**Given information:**
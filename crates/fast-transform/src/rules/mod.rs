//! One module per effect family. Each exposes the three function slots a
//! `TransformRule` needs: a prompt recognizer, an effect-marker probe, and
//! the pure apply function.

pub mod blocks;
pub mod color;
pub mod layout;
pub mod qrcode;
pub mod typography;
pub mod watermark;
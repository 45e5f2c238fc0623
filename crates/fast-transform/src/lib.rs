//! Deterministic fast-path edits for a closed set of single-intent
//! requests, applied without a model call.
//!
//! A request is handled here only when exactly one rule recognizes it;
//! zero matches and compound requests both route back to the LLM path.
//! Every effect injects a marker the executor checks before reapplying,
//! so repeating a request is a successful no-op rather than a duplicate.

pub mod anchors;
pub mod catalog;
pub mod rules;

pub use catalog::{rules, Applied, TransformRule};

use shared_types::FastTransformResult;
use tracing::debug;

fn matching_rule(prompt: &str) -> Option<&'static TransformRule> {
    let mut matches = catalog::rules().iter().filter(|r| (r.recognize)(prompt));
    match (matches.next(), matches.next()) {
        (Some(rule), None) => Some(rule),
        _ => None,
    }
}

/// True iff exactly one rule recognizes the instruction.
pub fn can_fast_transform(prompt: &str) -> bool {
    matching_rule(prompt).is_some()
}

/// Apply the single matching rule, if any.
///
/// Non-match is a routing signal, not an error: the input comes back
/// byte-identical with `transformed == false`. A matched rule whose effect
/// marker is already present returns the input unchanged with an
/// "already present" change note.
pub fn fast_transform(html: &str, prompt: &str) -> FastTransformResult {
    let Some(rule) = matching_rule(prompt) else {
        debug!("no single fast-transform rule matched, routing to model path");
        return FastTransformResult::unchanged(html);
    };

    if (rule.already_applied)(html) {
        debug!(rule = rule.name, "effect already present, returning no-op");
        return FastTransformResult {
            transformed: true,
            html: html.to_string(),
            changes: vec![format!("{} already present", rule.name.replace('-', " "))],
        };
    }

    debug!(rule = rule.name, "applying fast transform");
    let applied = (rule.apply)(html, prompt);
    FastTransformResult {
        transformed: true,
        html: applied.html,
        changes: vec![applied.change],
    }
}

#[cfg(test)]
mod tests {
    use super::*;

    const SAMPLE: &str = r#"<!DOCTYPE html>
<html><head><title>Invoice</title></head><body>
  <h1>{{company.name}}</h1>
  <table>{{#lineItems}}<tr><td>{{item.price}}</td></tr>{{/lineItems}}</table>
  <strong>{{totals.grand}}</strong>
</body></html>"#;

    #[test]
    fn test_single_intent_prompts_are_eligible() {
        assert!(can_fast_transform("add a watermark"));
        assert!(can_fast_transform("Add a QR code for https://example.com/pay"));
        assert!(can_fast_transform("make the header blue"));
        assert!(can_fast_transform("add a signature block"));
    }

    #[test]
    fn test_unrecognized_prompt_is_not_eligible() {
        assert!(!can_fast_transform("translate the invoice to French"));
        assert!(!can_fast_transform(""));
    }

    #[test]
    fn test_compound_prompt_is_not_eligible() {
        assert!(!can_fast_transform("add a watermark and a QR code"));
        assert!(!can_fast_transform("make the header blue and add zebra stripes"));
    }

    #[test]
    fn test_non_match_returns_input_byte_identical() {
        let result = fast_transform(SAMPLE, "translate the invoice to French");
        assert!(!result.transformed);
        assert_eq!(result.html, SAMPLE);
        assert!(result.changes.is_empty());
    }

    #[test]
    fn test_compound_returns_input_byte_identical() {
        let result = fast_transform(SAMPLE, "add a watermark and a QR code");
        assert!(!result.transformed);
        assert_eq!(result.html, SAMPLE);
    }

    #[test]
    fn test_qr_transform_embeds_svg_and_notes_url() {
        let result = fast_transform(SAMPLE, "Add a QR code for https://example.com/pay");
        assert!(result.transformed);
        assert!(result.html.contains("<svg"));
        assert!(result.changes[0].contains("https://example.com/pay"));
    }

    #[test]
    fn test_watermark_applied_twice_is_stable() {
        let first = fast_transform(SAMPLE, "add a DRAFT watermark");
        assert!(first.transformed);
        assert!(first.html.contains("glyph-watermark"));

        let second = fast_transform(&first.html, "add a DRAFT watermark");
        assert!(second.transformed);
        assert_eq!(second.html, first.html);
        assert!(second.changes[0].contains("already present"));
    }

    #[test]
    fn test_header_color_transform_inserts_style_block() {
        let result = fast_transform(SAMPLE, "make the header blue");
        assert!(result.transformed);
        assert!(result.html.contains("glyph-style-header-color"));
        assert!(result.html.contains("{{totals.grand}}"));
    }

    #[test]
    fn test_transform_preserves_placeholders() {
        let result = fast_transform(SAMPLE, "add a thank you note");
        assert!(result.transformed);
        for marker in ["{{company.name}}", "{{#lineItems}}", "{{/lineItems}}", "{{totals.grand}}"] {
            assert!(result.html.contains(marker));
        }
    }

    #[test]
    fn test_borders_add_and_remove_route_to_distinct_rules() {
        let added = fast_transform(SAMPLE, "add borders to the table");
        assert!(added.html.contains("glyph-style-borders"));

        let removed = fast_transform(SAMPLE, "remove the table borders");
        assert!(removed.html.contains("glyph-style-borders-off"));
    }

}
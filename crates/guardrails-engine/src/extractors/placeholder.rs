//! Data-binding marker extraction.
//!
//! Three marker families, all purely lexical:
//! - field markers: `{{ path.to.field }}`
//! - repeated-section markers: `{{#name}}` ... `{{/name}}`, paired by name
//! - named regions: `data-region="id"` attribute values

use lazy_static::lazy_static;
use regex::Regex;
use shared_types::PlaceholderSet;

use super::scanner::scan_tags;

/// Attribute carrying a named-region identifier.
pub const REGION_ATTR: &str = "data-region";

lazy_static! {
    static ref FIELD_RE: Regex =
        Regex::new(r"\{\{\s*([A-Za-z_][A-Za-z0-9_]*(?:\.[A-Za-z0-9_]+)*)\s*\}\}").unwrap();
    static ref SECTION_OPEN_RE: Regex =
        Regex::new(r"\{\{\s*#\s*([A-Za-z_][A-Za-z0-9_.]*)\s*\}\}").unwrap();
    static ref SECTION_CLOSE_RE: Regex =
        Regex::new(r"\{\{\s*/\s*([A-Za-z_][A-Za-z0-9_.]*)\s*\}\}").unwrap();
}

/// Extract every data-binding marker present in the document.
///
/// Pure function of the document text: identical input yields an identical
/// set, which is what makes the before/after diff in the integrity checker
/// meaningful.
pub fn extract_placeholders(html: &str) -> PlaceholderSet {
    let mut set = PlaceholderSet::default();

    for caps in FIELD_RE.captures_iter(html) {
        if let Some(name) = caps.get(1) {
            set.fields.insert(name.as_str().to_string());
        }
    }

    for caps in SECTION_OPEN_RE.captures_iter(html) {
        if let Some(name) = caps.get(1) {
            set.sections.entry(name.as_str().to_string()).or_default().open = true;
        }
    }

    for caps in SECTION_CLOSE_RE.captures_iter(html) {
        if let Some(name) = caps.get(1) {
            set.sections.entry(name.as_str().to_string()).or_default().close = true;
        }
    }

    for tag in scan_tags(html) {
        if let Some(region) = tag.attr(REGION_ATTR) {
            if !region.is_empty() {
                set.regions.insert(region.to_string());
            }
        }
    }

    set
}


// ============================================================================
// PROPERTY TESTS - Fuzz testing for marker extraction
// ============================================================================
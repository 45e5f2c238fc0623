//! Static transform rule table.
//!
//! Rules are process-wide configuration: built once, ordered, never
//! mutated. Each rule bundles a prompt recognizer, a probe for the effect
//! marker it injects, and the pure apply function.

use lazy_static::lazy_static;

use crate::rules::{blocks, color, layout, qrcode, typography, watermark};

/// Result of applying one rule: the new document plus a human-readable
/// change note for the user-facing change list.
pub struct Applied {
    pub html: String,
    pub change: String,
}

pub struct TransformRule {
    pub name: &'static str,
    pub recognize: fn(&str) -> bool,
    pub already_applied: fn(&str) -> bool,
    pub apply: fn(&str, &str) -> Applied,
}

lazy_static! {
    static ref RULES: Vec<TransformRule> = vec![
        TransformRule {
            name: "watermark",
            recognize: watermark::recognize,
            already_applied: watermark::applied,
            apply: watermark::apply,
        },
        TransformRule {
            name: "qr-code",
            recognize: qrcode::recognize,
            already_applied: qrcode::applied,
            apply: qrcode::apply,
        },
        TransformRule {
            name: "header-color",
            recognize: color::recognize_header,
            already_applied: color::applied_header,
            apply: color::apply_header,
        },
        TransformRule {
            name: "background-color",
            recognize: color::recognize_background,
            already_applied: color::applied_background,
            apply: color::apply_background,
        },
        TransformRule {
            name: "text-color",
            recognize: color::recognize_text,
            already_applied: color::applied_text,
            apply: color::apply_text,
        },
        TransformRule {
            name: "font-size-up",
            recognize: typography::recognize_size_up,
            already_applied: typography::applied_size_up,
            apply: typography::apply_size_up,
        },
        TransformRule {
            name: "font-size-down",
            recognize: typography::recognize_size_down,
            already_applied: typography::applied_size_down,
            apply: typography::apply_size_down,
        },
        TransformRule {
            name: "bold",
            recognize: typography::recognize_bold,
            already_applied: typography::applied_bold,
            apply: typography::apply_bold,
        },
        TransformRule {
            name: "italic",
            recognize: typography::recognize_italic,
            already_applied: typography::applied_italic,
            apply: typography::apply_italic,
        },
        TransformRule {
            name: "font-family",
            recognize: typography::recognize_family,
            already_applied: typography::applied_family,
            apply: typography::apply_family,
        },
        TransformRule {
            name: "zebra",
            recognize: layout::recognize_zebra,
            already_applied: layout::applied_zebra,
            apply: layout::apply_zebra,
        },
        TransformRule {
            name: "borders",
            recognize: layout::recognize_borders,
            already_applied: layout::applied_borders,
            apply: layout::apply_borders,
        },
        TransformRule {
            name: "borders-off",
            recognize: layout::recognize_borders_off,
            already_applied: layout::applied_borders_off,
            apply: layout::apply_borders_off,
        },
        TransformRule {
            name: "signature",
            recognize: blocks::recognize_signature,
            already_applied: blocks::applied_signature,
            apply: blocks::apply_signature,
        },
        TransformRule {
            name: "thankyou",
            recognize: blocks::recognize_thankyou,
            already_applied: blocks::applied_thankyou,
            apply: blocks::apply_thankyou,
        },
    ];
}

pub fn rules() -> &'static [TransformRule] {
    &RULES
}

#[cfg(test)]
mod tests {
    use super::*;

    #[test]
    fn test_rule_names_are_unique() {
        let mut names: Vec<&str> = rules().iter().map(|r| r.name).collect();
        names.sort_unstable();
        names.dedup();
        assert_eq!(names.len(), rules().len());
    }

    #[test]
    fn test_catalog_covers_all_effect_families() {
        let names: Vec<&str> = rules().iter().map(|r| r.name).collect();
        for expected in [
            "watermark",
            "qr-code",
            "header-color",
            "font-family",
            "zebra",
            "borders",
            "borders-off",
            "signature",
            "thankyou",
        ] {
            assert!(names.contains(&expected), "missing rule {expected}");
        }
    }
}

**Task requirements:**
What you write must be the entries restated word for word, from the opening line through the one holding "set of single-intent", with nothing else.

**Finished exercise:**
filename crates/fast-transform/src/rules/mod.rs
//! One module per effect family. Each exposes the three function slots a
//! `TransformRule` needs: a prompt recognizer, an effect-marker probe, and
//! the pure apply function.

pub mod blocks;
pub mod color;
pub mod layout;
pub mod qrcode;
pub mod typography;
pub mod watermark;
repository 45e5f2c238fc0623
filename crates/fast-transform/src/lib.rs
//! Deterministic fast-path edits for a closed set of single-intent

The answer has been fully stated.